The UAE has a relatively rich biological diversity that includes a range of ecosystems, and terrestrial and aquatic habitats. Many species are characterized by their unique adaptations to the UAE environment and special climatic conditions. Accordingly, the UAE has taken several measures to conserve biodiversity; many studies have been carried out on species and habitats. The UAE has conducted many studies, most notably the study of large flamingos, and raptors, surveys of vertebrates, the study of alien species and field surveys of reptiles. The UAE has also established natural protected areas. The number of protected areas declared in the UAE increased from 19 in 2010 to 43 in 2016.

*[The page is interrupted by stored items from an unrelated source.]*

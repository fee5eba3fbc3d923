//! Sprite sheet generation.
//!
//! Stage 1 of the pipeline, run on demand (`makesprites`). For one pair:
//!
//! 1. Decode every image in `<pair>/assets/sprites/`
//! 2. Pack them into one sheet ([`packer`])
//! 3. Composite and encode a compressed PNG ([`compose`])
//! 4. Render the position rules ([`stylesheet`])
//! 5. Write `<pair>/assets/<image_name>` and `<pair>/<css_name>`
//!
//! Both artifacts are written back into the *source* folder: the build stage
//! then picks the image up as an ordinary asset and the stylesheet as an
//! ordinary per-size stylesheet. The two files are only written after both
//! have been produced in memory, so a failure never leaves one without the
//! other.

pub mod compose;
pub mod packer;
pub mod stylesheet;

use crate::config::SpritesConfig;
use crate::fsio::write_synced;
use packer::Block;
use std::collections::BTreeMap;
use std::path::{Path, PathBuf};
use thiserror::Error;

/// Sprite sources, relative to a pair folder. Never copied into bundles.
pub const SPRITE_SOURCE_DIR: &str = "assets/sprites";

#[derive(Error, Debug)]
pub enum SpriteError {
    #[error("IO error: {0}")]
    Io(#[from] std::io::Error),
    #[error("cannot decode {path}: {reason}")]
    Decode { path: PathBuf, reason: String },
    #[error("sprite sources {first:?} and {second:?} both map to class .{class}")]
    DuplicateName {
        class: String,
        first: String,
        second: String,
    },
    #[error("PNG encoding failed: {0}")]
    Encode(String),
}

/// Settings for one sprite run; built from `[sprites]`.
#[derive(Debug, Clone)]
pub struct SpriteOptions {
    pub padding: u32,
    pub image_name: String,
    pub css_name: String,
    pub class_prefix: String,
}

impl From<&SpritesConfig> for SpriteOptions {
    fn from(config: &SpritesConfig) -> Self {
        Self {
            padding: config.padding,
            image_name: config.image_name.clone(),
            css_name: config.css_name.clone(),
            class_prefix: config.class_prefix.clone(),
        }
    }
}

impl Default for SpriteOptions {
    fn default() -> Self {
        Self::from(&SpritesConfig::default())
    }
}

#[derive(Debug, Clone, Copy, PartialEq, Eq)]
pub enum SkipReason {
    /// `assets/sprites/` does not exist.
    NoSourceDir,
    /// `assets/sprites/` holds no images.
    NoImages,
    /// The size is never sprited (see `pipeline::SPRITELESS_SIZE`).
    ExcludedSize,
}

#[derive(Debug, Clone, PartialEq, Eq)]
pub enum SpriteOutcome {
    Written {
        image: PathBuf,
        stylesheet: PathBuf,
        count: usize,
        width: u32,
        height: u32,
        /// Encoded PNG size.
        bytes: u64,
    },
    Skipped(SkipReason),
}

/// Build the sprite sheet for the pair folder `pair_dir`.
pub fn build_sprite(pair_dir: &Path, options: &SpriteOptions) -> Result<SpriteOutcome, SpriteError> {
    let source_dir = pair_dir.join(SPRITE_SOURCE_DIR);
    if !source_dir.is_dir() {
        tracing::warn!(dir = %source_dir.display(), "no sprite folder, skipping");
        return Ok(SpriteOutcome::Skipped(SkipReason::NoSourceDir));
    }

    let sources = compose::list_sources(&source_dir)?;
    if sources.is_empty() {
        tracing::warn!(dir = %source_dir.display(), "sprite folder has no images, skipping");
        return Ok(SpriteOutcome::Skipped(SkipReason::NoImages));
    }

    let mut seen: BTreeMap<String, String> = BTreeMap::new();
    let mut blocks = Vec::with_capacity(sources.len());
    let mut images = Vec::with_capacity(sources.len());
    for path in &sources {
        let name = path
            .file_stem()
            .map(|s| s.to_string_lossy().into_owned())
            .unwrap_or_default();
        let class = stylesheet::class_name(&options.class_prefix, &name);
        if let Some(first) = seen.insert(class.clone(), name.clone()) {
            return Err(SpriteError::DuplicateName {
                class,
                first,
                second: name,
            });
        }
        let image = compose::load_source(path)?;
        tracing::debug!(file = %path.display(), w = image.width(), h = image.height(), "sprite source");
        blocks.push(Block::new(name, image.width(), image.height()));
        images.push(image);
    }

    let layout = packer::pack(&blocks, options.padding);
    let sheet = compose::compose(&layout, &images);
    let png = compose::encode_png(&sheet)?;
    let image_url = format!("assets/{}", options.image_name);
    let css = stylesheet::render_stylesheet(&layout, &image_url, &options.class_prefix);

    let image_path = pair_dir.join("assets").join(&options.image_name);
    let css_path = pair_dir.join(&options.css_name);
    write_synced(&image_path, &png)?;
    write_synced(&css_path, css.as_bytes())?;

    tracing::info!(
        dir = %pair_dir.display(),
        count = blocks.len(),
        width = layout.width,
        height = layout.height,
        "sprite sheet written"
    );
    Ok(SpriteOutcome::Written {
        image: image_path,
        stylesheet: css_path,
        count: blocks.len(),
        width: layout.width,
        height: layout.height,
        bytes: png.len() as u64,
    })
}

The state of biodiversity in the United Arab Emirates reflects its desert environment and its maritime location on one hand, and the rapid pace of development and high population density on the other. The UAE's terrestrial and marine environments faces a variety of pressures and threats, including: economic and urban development, Land use and increased consumption of groundwater resources, as well as overgrazing, over-exploitation of living marine resources, pollution from land and marine sources, invasive alien species and climate change.
Living marine and terrestrial species in the UAE have adapted to harsh environmental conditions, but normal adaptation to warm temperatures may not be sufficient to withstand increasingly warm temperatures resulting from climate change. As the coastal area is predominantly sandy and low-lying, their vulnerability to climate change is very high. Expected impacts from high temperature and sea level rise include: erosion, direct immersion, coastal erosion and saltwater intrusion. These impacts involve risks to existing and new infrastructure and important coastal ecosystems. And are likely to result in significant economic costs through impact on fisheries and aquaculture.